** Directions **
Filter the lines below, keeping each one that holds "Copy".

** Data under study **
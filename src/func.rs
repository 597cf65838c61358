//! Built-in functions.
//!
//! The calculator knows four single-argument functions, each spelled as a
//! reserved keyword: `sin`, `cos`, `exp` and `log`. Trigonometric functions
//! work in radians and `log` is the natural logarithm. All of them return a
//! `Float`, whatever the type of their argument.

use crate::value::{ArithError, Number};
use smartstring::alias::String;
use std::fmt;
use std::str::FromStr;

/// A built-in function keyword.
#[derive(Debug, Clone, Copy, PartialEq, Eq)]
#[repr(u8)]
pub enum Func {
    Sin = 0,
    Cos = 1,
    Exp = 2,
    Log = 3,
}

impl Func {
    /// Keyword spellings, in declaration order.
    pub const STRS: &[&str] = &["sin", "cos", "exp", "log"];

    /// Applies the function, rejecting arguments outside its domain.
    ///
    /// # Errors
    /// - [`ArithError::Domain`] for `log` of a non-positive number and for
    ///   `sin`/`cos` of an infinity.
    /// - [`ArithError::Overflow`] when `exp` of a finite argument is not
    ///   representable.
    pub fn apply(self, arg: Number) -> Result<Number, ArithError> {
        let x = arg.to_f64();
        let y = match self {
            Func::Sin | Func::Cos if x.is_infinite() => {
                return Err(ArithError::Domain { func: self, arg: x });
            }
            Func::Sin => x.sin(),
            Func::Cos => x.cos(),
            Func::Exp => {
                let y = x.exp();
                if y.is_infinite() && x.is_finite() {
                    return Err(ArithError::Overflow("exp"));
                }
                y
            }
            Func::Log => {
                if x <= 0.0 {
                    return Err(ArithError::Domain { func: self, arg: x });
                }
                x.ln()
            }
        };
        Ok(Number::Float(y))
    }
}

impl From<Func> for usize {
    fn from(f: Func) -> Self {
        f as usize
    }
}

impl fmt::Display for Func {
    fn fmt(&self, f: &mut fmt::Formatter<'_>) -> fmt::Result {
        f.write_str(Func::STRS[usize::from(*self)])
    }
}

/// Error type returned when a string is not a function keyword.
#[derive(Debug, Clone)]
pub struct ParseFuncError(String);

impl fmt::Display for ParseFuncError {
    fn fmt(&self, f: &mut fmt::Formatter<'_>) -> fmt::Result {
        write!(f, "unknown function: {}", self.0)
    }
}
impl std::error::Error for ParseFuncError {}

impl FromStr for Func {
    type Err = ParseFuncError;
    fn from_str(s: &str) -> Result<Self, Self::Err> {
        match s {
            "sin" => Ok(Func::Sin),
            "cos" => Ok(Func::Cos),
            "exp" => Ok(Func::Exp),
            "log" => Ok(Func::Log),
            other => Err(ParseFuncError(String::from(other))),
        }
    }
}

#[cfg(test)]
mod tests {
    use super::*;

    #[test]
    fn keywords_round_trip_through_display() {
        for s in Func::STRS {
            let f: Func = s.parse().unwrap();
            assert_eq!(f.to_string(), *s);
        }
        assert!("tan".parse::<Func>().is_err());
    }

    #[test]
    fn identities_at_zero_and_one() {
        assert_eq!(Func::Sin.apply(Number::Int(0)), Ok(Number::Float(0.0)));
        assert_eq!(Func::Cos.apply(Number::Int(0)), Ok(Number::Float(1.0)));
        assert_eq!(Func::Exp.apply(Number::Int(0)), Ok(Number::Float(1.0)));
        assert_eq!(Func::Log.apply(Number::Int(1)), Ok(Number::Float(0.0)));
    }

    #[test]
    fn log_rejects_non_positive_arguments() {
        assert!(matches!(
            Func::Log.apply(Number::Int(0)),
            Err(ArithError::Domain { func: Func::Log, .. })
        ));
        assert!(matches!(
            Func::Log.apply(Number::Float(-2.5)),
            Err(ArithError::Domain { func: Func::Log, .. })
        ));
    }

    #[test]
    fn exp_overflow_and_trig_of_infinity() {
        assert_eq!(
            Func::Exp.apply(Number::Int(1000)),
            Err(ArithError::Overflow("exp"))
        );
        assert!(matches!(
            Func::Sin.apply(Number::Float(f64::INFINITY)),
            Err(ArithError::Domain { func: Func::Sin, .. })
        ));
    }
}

---

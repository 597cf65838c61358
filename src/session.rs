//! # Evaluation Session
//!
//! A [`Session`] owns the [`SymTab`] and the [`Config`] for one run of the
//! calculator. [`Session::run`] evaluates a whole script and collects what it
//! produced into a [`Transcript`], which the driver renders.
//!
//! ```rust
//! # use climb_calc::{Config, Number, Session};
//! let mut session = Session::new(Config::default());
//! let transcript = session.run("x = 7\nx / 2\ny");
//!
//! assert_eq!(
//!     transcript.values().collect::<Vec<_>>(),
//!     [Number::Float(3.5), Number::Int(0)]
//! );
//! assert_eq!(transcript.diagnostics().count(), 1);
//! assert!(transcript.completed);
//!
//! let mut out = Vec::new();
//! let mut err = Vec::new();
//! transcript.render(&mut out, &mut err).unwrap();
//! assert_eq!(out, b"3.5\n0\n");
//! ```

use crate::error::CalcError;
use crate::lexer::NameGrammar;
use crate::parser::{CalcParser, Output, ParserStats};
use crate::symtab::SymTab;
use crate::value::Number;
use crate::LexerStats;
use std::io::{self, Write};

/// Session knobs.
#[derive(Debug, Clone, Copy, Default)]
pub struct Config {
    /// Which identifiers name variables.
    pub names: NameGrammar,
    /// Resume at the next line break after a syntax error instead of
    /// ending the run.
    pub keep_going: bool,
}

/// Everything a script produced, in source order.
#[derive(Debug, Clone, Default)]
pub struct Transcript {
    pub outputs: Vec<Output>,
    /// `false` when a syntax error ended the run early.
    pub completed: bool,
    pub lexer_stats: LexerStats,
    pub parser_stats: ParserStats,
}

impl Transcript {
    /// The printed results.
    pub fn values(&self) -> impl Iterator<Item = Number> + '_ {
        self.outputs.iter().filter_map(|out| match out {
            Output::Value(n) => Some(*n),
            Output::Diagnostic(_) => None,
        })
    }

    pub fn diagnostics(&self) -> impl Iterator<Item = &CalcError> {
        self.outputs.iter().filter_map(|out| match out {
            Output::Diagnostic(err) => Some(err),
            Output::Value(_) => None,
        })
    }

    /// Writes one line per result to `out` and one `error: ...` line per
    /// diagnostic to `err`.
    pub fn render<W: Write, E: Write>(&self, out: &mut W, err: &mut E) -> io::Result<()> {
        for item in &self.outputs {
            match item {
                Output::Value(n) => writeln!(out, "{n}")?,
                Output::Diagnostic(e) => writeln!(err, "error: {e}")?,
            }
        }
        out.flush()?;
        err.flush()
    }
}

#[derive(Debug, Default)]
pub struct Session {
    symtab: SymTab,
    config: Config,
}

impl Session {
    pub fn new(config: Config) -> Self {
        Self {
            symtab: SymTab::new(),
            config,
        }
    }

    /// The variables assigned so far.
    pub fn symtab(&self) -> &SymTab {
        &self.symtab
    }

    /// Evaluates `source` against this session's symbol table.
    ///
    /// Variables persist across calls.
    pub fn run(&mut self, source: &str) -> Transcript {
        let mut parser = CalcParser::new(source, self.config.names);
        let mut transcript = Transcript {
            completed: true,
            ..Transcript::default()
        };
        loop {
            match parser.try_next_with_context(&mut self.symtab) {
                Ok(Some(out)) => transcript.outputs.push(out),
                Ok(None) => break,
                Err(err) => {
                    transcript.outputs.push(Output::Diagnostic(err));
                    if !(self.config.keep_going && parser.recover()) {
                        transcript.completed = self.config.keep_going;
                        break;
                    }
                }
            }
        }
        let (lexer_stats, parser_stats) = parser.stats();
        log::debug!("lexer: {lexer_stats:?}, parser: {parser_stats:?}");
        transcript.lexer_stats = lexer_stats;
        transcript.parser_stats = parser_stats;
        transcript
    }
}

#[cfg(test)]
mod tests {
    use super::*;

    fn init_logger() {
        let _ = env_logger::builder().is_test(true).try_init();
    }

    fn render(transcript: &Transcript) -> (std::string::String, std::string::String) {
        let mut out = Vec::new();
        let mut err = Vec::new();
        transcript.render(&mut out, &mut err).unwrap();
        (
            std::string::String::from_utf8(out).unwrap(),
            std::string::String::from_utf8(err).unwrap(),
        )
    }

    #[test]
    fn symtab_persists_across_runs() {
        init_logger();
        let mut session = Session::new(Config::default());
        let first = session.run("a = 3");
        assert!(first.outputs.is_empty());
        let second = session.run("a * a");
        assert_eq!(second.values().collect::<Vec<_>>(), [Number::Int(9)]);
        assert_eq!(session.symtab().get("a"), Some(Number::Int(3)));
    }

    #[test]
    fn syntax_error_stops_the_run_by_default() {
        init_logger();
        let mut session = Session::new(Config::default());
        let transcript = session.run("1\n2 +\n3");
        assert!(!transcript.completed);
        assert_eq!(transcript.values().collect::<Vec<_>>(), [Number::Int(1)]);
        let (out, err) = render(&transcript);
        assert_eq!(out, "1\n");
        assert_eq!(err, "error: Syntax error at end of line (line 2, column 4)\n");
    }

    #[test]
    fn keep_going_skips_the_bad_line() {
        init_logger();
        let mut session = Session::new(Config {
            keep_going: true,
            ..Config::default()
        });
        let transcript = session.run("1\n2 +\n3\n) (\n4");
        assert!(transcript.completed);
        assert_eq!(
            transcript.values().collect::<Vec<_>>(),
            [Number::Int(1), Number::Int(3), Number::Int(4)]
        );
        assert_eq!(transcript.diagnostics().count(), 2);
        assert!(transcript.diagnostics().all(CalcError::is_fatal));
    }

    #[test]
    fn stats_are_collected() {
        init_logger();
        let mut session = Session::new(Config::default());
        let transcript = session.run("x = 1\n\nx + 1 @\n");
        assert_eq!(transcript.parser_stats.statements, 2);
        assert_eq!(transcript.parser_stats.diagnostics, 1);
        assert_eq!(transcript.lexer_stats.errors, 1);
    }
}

...

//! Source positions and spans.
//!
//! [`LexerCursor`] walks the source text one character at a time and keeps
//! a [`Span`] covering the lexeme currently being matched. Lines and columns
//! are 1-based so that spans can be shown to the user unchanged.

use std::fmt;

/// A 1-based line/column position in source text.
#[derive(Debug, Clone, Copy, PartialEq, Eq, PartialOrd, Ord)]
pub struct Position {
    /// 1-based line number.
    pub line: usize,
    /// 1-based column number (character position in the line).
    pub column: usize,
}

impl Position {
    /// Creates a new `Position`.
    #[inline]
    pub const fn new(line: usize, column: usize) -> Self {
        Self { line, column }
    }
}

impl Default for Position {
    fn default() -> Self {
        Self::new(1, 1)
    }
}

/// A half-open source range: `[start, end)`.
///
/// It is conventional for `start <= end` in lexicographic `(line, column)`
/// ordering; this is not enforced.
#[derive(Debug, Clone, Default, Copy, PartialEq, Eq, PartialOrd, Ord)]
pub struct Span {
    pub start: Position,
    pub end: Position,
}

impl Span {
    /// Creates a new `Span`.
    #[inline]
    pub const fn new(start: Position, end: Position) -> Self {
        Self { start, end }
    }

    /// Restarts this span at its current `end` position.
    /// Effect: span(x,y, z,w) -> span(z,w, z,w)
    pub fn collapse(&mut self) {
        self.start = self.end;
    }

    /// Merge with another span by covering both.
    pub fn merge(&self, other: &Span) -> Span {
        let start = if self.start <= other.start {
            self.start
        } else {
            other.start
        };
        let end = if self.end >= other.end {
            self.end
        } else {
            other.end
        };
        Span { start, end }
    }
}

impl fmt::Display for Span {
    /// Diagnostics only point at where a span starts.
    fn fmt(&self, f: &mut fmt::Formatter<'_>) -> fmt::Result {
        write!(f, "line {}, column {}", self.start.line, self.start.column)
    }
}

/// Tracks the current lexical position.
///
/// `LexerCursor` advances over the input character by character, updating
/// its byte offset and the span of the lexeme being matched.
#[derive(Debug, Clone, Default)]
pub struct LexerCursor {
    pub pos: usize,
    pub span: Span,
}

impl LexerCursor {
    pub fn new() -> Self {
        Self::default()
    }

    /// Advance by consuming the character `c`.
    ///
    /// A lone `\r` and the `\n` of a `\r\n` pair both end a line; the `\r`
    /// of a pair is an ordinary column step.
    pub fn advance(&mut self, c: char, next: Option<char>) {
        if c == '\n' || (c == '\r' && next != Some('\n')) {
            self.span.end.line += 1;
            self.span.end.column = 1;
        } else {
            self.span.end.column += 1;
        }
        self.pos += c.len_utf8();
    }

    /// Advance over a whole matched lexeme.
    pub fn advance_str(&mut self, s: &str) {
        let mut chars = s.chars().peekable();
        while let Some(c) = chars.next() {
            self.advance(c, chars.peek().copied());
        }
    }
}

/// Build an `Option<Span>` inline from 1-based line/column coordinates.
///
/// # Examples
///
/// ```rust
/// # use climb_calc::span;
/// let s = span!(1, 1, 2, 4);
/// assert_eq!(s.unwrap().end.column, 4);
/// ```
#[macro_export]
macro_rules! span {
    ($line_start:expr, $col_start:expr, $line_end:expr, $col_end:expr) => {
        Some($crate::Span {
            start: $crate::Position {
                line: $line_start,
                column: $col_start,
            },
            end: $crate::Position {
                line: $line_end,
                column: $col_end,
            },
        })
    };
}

** Expected answer **
#[derive(Debug, Clone, Copy, PartialEq, Eq)]
#[derive(Debug, Clone, Copy, Default)]
#[derive(Debug, Clone, Copy, PartialEq, Eq, PartialOrd, Ord)]
#[derive(Debug, Clone, Default, Copy, PartialEq, Eq, PartialOrd, Ord)]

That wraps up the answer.